South African rural communities and the land restitution process: The application of criminological and legal theories in identifying obstacles to rightful allocations of land
Post-apartheid administrations in South Africa are currently dealing with multifaceted poverty and social inequalities – the legacy of apartheid politics. The Restitution of Land Rights Act (No. 22 of 1994) was passed to offer restitution to people who had lost their land as a result of racially discriminatory practices such as forced removals. Between 2014 and 2016 conflicts emerged regarding the Restitution of Land Rights Amendment Act (No. 15 of 2014) in terms of the finalisation and processing of land claims. The settlement of land claims in South Africa remains beset with problems, with corrupt practices on the part of traditional leaders remaining rife.
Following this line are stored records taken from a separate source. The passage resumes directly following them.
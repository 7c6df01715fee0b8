//! Gateway callback protocol engine.
//!
//! Drives prepare and complete callbacks through signature validation, the
//! transition rules in `state_machine`, and the payment store. All work for
//! one order reference is serialized behind an advisory lock so duplicate
//! and out-of-order deliveries are observed one at a time; the store's
//! conditional writes remain the correctness backstop if more than one
//! process ever runs.
//!
//! The engine never returns `Result`: every path, including storage
//! failure, ends in a `GatewayResponse` the gateway can act on.

use std::collections::HashMap;
use std::sync::Arc;
use std::time::Duration;

use tokio::sync::{Mutex, OwnedMutexGuard};
use tokio::time::timeout;

use crate::models::callback::{
    CompleteCallback, CompleteOutcome, GatewayResponse, PrepareCallback, codes,
};
use crate::models::payment::{Payment, PaymentStatus, audit_entry};
use crate::services::access_service::AccessGrantNotifier;
use crate::services::signature::SignatureValidator;
use crate::services::state_machine::{self, CompleteDecision, PrepareDecision, TransitionError};
use crate::store::{AssignOutcome, CasOutcome, FinalizeFields, PaymentStore, StoreError};

/// Upper bound on waiting for another callback on the same order to finish.
/// Exceeding it answers -8 so the gateway retries instead of hanging.
const LOCK_WAIT: Duration = Duration::from_secs(5);

/// Per-order advisory locks, created on demand and removed once no
/// callback holds or waits on them.
#[derive(Default)]
struct OrderLocks {
    inner: Mutex<HashMap<String, Arc<Mutex<()>>>>,
}

impl OrderLocks {
    async fn acquire(&self, order_ref: &str) -> Option<OwnedMutexGuard<()>> {
        let entry = {
            let mut map = self.inner.lock().await;
            Arc::clone(map.entry(order_ref.to_string()).or_default())
        };
        timeout(LOCK_WAIT, entry.lock_owned()).await.ok()
    }

    async fn release(&self, order_ref: &str, guard: OwnedMutexGuard<()>) {
        let mut map = self.inner.lock().await;
        drop(guard);
        // a waiter still holds its own Arc; only an uncontended entry has
        // the map as its sole owner
        if map
            .get(order_ref)
            .is_some_and(|entry| Arc::strong_count(entry) == 1)
        {
            map.remove(order_ref);
        }
    }
}

/// Log a storage failure and answer -8.
fn internal(err: StoreError) -> GatewayResponse {
    tracing::error!(error = %err, "storage failure while handling callback");
    GatewayResponse::error(codes::INTERNAL_ERROR, "Internal server error")
}

/// Map a refused transition onto the gateway's numeric vocabulary. For
/// settled orders the note names the recorded outcome, whichever callback
/// tripped over it.
fn rejection(payment: &Payment, err: TransitionError) -> GatewayResponse {
    tracing::warn!(
        order_ref = %payment.order_ref,
        status = payment.status.as_str(),
        reason = %err,
        "callback rejected"
    );
    match err {
        TransitionError::NoPrepare => GatewayResponse::error(
            codes::UNKNOWN_GATEWAY_TRANSACTION,
            "No prepare on record for this order",
        ),
        TransitionError::GatewayIdMismatch { .. } => GatewayResponse::error(
            codes::UNKNOWN_GATEWAY_TRANSACTION,
            "Order is bound to another gateway transaction",
        ),
        TransitionError::AlreadyFinalized { status }
        | TransitionError::ConflictingOutcome { current: status } => match status {
            PaymentStatus::Paid => GatewayResponse::error(codes::ALREADY_PAID, "Already paid"),
            PaymentStatus::Failed => {
                GatewayResponse::error(codes::TRANSACTION_CANCELLED, "Transaction failed")
            }
            _ => GatewayResponse::error(codes::TRANSACTION_CANCELLED, "Transaction cancelled"),
        },
    }
}

/// Handles validated gateway callbacks end to end.
pub struct GatewayService {
    payments: Arc<dyn PaymentStore>,
    validator: SignatureValidator,
    notifier: Arc<AccessGrantNotifier>,
    locks: OrderLocks,
}

impl GatewayService {
    pub fn new(
        payments: Arc<dyn PaymentStore>,
        validator: SignatureValidator,
        notifier: Arc<AccessGrantNotifier>,
    ) -> Self {
        Self {
            payments,
            validator,
            notifier,
            locks: OrderLocks::default(),
        }
    }

    /// Handle a prepare (action=0) callback.
    ///
    /// # Process
    ///
    /// 1. Verify service id and signature (-1 on failure, no lock taken)
    /// 2. Serialize on the order lock (-8 if the wait times out)
    /// 3. Locate the payment by `merchant_trans_id` (-5 when unknown)
    /// 4. Compare amounts exactly (-2, nothing written)
    /// 5. Bind the gateway transaction id, or re-acknowledge a replay
    ///
    /// The bind is persisted before the response leaves: once the gateway
    /// has seen success, a crash cannot lose the reservation.
    pub async fn handle_prepare(&self, cb: PrepareCallback) -> GatewayResponse {
        if let Err(err) = self.validator.verify_prepare(&cb) {
            tracing::warn!(order_ref = %cb.merchant_trans_id, reason = %err, "prepare rejected");
            return GatewayResponse::error(codes::SIGN_CHECK_FAILED, "Signature check failed");
        }

        let guard = match self.locks.acquire(&cb.merchant_trans_id).await {
            Some(guard) => guard,
            None => {
                tracing::error!(order_ref = %cb.merchant_trans_id, "gave up waiting for the order lock");
                return GatewayResponse::error(codes::INTERNAL_ERROR, "Internal server error");
            }
        };
        let response = self.prepare_locked(&cb).await;
        self.locks.release(&cb.merchant_trans_id, guard).await;
        response
    }

    async fn prepare_locked(&self, cb: &PrepareCallback) -> GatewayResponse {
        let payment = match self.payments.find_by_order_ref(&cb.merchant_trans_id).await {
            Ok(Some(payment)) => payment,
            Ok(None) => {
                tracing::warn!(order_ref = %cb.merchant_trans_id, "prepare for unknown order");
                return GatewayResponse::error(
                    codes::TRANSACTION_NOT_FOUND,
                    "Transaction not found",
                );
            }
            Err(err) => return internal(err),
        };

        if payment.amount != cb.amount {
            tracing::warn!(
                order_ref = %payment.order_ref,
                expected = payment.amount,
                presented = cb.amount,
                "prepare rejected: amount mismatch"
            );
            return GatewayResponse::error(codes::INCORRECT_AMOUNT, "Incorrect amount");
        }

        match state_machine::decide_prepare(&payment, &cb.gateway_trans_id) {
            Ok(PrepareDecision::Bind) => {
                let audit = audit_entry("prepare", &cb.gateway_trans_id, "gateway id bound");
                match self
                    .payments
                    .assign_gateway_id(payment.id, &cb.gateway_trans_id, audit)
                    .await
                {
                    Ok(AssignOutcome::Assigned(updated)) => {
                        tracing::info!(
                            order_ref = %updated.order_ref,
                            gateway_tx_id = %cb.gateway_trans_id,
                            "prepare accepted"
                        );
                        GatewayResponse::prepare_ok(cb, updated.id)
                    }
                    // lost a cross-process race on the bind
                    Ok(AssignOutcome::AlreadyAssigned { existing }) => {
                        if existing.gateway_tx_id.as_deref() == Some(cb.gateway_trans_id.as_str()) {
                            GatewayResponse::prepare_ok(cb, existing.id)
                        } else {
                            GatewayResponse::error(
                                codes::UNKNOWN_GATEWAY_TRANSACTION,
                                "Order is bound to another gateway transaction",
                            )
                        }
                    }
                    Err(err) => internal(err),
                }
            }
            Ok(PrepareDecision::Replay) => {
                tracing::info!(order_ref = %payment.order_ref, "prepare replayed");
                GatewayResponse::prepare_ok(cb, payment.id)
            }
            Err(err) => rejection(&payment, err),
        }
    }

    /// Handle a complete (action=1) callback.
    ///
    /// # Process
    ///
    /// 1. Verify service id and signature (-1 on failure, no lock taken)
    /// 2. Serialize on the order lock (-8 if the wait times out)
    /// 3. Locate the payment by the `(order_ref, gateway_tx_id)` pair; on a
    ///    miss, the order-only lookup distinguishes -5 from -6
    /// 4. Compare amounts exactly (-2, nothing written)
    /// 5. Settle via compare-and-set, or re-acknowledge a replay
    ///
    /// A settlement to `paid` triggers the access grant before the response
    /// is produced, but a grant failure never changes the response and
    /// never rolls the settlement back.
    pub async fn handle_complete(&self, cb: CompleteCallback) -> GatewayResponse {
        if let Err(err) = self.validator.verify_complete(&cb) {
            tracing::warn!(order_ref = %cb.merchant_trans_id, reason = %err, "complete rejected");
            return GatewayResponse::error(codes::SIGN_CHECK_FAILED, "Signature check failed");
        }

        let guard = match self.locks.acquire(&cb.merchant_trans_id).await {
            Some(guard) => guard,
            None => {
                tracing::error!(order_ref = %cb.merchant_trans_id, "gave up waiting for the order lock");
                return GatewayResponse::error(codes::INTERNAL_ERROR, "Internal server error");
            }
        };
        let response = self.complete_locked(&cb).await;
        self.locks.release(&cb.merchant_trans_id, guard).await;
        response
    }

    async fn complete_locked(&self, cb: &CompleteCallback) -> GatewayResponse {
        let outcome = CompleteOutcome::from_code(cb.error);

        let payment = match self
            .payments
            .find_by_order_ref_and_gateway_id(&cb.merchant_trans_id, &cb.gateway_trans_id)
            .await
        {
            Ok(Some(payment)) => payment,
            Ok(None) => {
                // unknown order, or known order without this gateway id
                return match self.payments.find_by_order_ref(&cb.merchant_trans_id).await {
                    Ok(Some(other)) => {
                        match state_machine::decide_complete(&other, &cb.gateway_trans_id, outcome)
                        {
                            Err(err) => rejection(&other, err),
                            // the pair lookup missed, so the ids cannot match here
                            Ok(_) => GatewayResponse::error(
                                codes::INTERNAL_ERROR,
                                "Internal server error",
                            ),
                        }
                    }
                    Ok(None) => {
                        tracing::warn!(order_ref = %cb.merchant_trans_id, "complete for unknown order");
                        GatewayResponse::error(codes::TRANSACTION_NOT_FOUND, "Transaction not found")
                    }
                    Err(err) => internal(err),
                };
            }
            Err(err) => return internal(err),
        };

        if payment.amount != cb.amount {
            tracing::warn!(
                order_ref = %payment.order_ref,
                expected = payment.amount,
                presented = cb.amount,
                "complete rejected: amount mismatch"
            );
            return GatewayResponse::error(codes::INCORRECT_AMOUNT, "Incorrect amount");
        }

        match state_machine::decide_complete(&payment, &cb.gateway_trans_id, outcome) {
            Ok(CompleteDecision::Finalize(next)) => self.finalize(&payment, cb, next).await,
            Ok(CompleteDecision::Replay) => {
                tracing::info!(
                    order_ref = %payment.order_ref,
                    status = payment.status.as_str(),
                    "complete replayed"
                );
                GatewayResponse::complete_ok(cb, payment.id)
            }
            Err(err) => rejection(&payment, err),
        }
    }

    async fn finalize(
        &self,
        payment: &Payment,
        cb: &CompleteCallback,
        next: PaymentStatus,
    ) -> GatewayResponse {
        let fields = FinalizeFields {
            merchant_ref_id: Some(cb.merchant_prepare_id.clone()),
            audit: audit_entry("complete", &cb.gateway_trans_id, next.as_str()),
        };
        match self
            .payments
            .compare_and_set_status(payment.id, PaymentStatus::Pending, next, fields)
            .await
        {
            Ok(CasOutcome::Updated(updated)) => {
                tracing::info!(
                    order_ref = %updated.order_ref,
                    status = updated.status.as_str(),
                    "payment settled"
                );
                if updated.status == PaymentStatus::Paid {
                    self.notifier.grant(updated.user_id, updated.id).await;
                }
                GatewayResponse::complete_ok(cb, updated.id)
            }
            // another writer settled between our read and the update;
            // classify against what it left behind
            Ok(CasOutcome::Conflict { current }) => {
                match state_machine::decide_complete(&current, &cb.gateway_trans_id, CompleteOutcome::from_code(cb.error))
                {
                    Ok(CompleteDecision::Replay) => GatewayResponse::complete_ok(cb, current.id),
                    Err(err) => rejection(&current, err),
                    Ok(CompleteDecision::Finalize(_)) => {
                        tracing::error!(
                            order_ref = %current.order_ref,
                            "record changed under the order lock"
                        );
                        GatewayResponse::error(codes::INTERNAL_ERROR, "Internal server error")
                    }
                }
            }
            Err(err) => internal(err),
        }
    }
}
This article considers the existing legislative frameworks through the lens of criminological and legal theories, namely differential association theory, Legal Justice Theory and Routine Activities Theory (RAT), in the hope of enhancing transparency regarding land claims processes as administered by traditional leaders. The study made use of a non-empirical research design, specifically a systematic review. The backlog of unprocessed land claims was found to be enormous, with constraints in government funding, the persistence of landlessness, the poverty of rural communities and ambiguity in land reform policies being identified as contributing factors. The researchers conclude that the selected criminological and legal theories have a significant role to play in the rightful allocation of land among South African rural communities, provided that traditional leaders cease to act as colonial agents in the land restitution process.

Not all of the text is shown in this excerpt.